- [Work task]
Beginning with the first line of the data below, extract each line up to and including the one containing "Maximum number of connections". Copy them exactly and add nothing.

- [Excerpted data]
::::

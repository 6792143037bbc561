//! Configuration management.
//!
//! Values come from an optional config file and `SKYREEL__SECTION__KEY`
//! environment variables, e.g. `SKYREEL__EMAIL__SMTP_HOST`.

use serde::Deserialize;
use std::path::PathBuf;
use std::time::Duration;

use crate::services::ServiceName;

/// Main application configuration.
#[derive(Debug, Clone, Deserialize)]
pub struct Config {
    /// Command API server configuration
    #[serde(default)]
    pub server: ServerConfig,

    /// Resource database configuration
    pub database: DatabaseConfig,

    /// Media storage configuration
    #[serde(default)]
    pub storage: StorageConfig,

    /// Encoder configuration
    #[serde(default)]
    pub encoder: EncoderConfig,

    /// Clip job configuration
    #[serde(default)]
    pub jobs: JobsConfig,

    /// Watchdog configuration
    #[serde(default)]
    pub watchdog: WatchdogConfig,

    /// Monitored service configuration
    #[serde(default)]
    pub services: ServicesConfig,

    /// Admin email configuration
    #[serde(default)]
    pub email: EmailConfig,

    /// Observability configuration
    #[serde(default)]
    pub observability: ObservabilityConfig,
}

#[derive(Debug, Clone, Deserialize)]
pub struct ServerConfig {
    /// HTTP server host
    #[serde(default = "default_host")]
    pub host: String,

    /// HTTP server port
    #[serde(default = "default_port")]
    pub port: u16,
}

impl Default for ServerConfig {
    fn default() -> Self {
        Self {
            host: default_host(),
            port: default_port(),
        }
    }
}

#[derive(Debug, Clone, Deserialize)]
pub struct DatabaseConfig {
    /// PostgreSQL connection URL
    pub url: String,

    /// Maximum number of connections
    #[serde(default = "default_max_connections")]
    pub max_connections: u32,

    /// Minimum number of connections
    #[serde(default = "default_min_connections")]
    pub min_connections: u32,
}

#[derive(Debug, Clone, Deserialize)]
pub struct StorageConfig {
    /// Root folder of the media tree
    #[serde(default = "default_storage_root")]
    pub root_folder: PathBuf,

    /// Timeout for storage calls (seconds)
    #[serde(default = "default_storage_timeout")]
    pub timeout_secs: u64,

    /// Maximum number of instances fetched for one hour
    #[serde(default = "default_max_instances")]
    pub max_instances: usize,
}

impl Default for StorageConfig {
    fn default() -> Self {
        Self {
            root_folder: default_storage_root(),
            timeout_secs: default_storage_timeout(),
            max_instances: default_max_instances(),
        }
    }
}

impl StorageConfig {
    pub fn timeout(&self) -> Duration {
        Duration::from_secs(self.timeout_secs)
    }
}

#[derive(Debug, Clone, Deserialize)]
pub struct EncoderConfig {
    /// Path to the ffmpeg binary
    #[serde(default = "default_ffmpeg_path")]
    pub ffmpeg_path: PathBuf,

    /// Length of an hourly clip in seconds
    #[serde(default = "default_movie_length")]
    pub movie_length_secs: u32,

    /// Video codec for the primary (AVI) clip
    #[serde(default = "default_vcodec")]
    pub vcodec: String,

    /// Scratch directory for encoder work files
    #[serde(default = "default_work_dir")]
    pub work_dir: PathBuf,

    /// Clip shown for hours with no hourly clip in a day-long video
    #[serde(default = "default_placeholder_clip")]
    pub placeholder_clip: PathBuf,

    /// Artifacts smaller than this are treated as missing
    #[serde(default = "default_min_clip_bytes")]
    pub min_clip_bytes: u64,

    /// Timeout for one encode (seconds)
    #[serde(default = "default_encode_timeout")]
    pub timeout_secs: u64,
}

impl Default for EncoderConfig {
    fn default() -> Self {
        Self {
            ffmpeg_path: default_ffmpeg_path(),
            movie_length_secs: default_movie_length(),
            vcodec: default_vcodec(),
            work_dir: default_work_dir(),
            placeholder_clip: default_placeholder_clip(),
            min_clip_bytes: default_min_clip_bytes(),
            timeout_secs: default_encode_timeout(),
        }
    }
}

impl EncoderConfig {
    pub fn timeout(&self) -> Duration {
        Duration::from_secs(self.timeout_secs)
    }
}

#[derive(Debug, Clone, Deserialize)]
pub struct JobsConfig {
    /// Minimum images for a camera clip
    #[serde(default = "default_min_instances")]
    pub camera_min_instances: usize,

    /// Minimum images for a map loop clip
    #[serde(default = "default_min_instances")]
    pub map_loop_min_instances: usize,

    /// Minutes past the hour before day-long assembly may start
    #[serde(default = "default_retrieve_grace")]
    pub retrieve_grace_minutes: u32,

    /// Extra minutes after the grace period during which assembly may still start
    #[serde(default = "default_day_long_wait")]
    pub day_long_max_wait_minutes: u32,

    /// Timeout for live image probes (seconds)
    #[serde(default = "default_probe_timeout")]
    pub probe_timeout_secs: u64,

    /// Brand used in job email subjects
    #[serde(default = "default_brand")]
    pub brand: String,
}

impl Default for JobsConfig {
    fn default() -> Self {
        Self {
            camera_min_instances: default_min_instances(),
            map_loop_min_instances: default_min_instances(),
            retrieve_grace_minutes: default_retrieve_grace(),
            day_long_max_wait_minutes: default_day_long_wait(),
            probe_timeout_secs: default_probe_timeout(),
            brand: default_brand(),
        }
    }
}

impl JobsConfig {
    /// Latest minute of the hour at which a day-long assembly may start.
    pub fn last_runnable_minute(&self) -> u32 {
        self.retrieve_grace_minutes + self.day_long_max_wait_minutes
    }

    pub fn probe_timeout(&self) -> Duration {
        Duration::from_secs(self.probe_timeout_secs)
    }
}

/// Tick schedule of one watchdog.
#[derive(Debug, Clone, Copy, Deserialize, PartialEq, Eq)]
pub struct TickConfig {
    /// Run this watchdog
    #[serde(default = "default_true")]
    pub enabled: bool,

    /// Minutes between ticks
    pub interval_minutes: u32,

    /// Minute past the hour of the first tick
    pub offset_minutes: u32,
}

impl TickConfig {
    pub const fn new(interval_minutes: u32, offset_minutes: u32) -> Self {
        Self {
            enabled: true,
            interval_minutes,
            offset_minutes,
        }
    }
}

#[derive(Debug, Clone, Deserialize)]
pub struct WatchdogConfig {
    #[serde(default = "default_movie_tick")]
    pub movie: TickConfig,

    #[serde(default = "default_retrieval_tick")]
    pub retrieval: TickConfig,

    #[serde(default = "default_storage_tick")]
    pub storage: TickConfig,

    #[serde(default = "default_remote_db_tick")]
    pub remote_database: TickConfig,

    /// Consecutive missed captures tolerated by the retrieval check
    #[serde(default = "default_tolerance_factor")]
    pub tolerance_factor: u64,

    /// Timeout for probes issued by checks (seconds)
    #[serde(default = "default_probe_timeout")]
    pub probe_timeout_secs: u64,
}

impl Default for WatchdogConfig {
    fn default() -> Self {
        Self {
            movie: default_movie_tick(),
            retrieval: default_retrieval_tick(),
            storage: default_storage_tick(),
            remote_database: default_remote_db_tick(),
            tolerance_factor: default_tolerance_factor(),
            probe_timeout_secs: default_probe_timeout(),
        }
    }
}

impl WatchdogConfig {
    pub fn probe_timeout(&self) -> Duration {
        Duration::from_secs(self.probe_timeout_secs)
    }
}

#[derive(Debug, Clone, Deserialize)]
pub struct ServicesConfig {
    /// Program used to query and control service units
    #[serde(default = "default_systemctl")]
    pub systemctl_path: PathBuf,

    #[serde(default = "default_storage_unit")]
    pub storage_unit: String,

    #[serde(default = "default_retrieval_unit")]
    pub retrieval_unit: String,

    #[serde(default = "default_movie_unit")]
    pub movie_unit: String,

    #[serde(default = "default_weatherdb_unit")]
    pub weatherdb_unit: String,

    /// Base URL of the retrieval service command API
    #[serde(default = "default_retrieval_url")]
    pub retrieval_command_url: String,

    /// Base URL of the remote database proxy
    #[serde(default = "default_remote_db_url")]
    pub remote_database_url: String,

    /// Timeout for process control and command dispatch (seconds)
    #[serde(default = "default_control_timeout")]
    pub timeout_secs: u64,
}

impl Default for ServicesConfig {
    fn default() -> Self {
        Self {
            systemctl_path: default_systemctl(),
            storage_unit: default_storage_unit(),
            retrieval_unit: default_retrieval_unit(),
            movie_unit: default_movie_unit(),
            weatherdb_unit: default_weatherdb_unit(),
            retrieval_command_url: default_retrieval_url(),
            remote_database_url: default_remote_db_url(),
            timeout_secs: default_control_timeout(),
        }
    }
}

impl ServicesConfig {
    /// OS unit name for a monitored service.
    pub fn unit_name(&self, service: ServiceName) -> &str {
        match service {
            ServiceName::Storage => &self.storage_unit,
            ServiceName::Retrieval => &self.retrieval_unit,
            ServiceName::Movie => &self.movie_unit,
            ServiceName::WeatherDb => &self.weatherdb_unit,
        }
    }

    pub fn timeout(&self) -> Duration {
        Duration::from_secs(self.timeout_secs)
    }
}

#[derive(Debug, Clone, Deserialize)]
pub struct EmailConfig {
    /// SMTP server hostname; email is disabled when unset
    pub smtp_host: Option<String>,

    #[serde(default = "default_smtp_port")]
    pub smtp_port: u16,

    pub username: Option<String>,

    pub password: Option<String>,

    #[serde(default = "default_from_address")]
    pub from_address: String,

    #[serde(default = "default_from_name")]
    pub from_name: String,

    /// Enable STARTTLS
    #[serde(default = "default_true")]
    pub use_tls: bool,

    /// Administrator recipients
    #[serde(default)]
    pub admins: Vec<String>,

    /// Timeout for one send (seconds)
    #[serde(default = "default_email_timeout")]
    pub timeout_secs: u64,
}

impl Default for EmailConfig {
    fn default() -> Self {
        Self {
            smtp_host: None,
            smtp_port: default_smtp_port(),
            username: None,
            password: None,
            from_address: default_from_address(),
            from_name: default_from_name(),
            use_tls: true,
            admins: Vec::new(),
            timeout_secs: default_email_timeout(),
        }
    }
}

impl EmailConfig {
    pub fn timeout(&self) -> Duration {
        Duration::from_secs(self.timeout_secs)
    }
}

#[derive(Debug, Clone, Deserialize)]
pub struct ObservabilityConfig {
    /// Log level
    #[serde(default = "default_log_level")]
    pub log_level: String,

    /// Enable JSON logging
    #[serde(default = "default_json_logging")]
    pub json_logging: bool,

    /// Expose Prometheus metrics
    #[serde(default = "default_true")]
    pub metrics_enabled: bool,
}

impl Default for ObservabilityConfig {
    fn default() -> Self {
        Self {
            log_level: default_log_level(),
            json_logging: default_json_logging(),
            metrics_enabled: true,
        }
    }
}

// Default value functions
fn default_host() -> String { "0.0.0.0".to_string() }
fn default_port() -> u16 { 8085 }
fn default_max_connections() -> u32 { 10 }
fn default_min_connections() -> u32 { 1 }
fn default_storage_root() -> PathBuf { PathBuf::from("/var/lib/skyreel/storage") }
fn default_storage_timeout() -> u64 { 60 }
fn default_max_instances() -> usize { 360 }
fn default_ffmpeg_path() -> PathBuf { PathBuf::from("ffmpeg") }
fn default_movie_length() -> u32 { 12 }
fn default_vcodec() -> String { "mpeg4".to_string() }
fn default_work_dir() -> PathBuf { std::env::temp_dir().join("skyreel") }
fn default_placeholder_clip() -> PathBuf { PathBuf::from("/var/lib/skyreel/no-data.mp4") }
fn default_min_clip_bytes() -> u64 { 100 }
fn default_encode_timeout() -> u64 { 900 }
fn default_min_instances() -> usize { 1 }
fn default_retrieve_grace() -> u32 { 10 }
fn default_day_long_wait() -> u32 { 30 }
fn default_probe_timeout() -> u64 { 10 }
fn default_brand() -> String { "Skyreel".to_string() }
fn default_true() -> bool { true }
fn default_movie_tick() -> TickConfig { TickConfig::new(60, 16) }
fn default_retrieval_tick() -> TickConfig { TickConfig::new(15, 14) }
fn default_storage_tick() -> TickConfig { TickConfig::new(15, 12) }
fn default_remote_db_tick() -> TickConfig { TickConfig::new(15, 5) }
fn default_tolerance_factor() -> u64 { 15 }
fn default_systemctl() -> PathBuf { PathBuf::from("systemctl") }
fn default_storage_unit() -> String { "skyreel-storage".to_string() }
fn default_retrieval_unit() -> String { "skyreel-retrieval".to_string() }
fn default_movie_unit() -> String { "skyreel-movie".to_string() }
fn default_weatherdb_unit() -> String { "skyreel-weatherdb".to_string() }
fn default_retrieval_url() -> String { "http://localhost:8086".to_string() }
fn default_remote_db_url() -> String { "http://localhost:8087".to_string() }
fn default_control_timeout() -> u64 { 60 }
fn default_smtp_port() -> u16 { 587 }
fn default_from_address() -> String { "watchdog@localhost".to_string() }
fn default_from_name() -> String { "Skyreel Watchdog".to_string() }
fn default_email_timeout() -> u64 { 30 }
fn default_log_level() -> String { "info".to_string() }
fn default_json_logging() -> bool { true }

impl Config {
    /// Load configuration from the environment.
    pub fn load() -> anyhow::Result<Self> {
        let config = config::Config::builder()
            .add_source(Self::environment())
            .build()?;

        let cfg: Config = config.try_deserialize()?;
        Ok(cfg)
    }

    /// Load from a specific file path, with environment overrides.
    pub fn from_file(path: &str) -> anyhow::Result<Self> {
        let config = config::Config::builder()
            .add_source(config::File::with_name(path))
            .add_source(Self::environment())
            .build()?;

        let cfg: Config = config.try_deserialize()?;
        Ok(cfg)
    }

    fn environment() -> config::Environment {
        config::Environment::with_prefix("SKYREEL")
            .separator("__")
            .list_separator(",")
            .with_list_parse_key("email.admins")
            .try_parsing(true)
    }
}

::::

- [Result below]
repository 6792143037bbc561
//! Configuration management.
//!
//! Values come from an optional config file and `SKYREEL__SECTION__KEY`
//! environment variables, e.g. `SKYREEL__EMAIL__SMTP_HOST`.

use serde::Deserialize;
use std::path::PathBuf;
use std::time::Duration;

use crate::services::ServiceName;

/// Main application configuration.
#[derive(Debug, Clone, Deserialize)]
pub struct Config {
    /// Command API server configuration
    #[serde(default)]
    pub server: ServerConfig,

    /// Resource database configuration
    pub database: DatabaseConfig,

    /// Media storage configuration
    #[serde(default)]
    pub storage: StorageConfig,

    /// Encoder configuration
    #[serde(default)]
    pub encoder: EncoderConfig,

    /// Clip job configuration
    #[serde(default)]
    pub jobs: JobsConfig,

    /// Watchdog configuration
    #[serde(default)]
    pub watchdog: WatchdogConfig,

    /// Monitored service configuration
    #[serde(default)]
    pub services: ServicesConfig,

    /// Admin email configuration
    #[serde(default)]
    pub email: EmailConfig,

    /// Observability configuration
    #[serde(default)]
    pub observability: ObservabilityConfig,
}

#[derive(Debug, Clone, Deserialize)]
pub struct ServerConfig {
    /// HTTP server host
    #[serde(default = "default_host")]
    pub host: String,

    /// HTTP server port
    #[serde(default = "default_port")]
    pub port: u16,
}

impl Default for ServerConfig {
    fn default() -> Self {
        Self {
            host: default_host(),
            port: default_port(),
        }
    }
}

#[derive(Debug, Clone, Deserialize)]
pub struct DatabaseConfig {
    /// PostgreSQL connection URL
    pub url: String,

    /// Maximum number of connections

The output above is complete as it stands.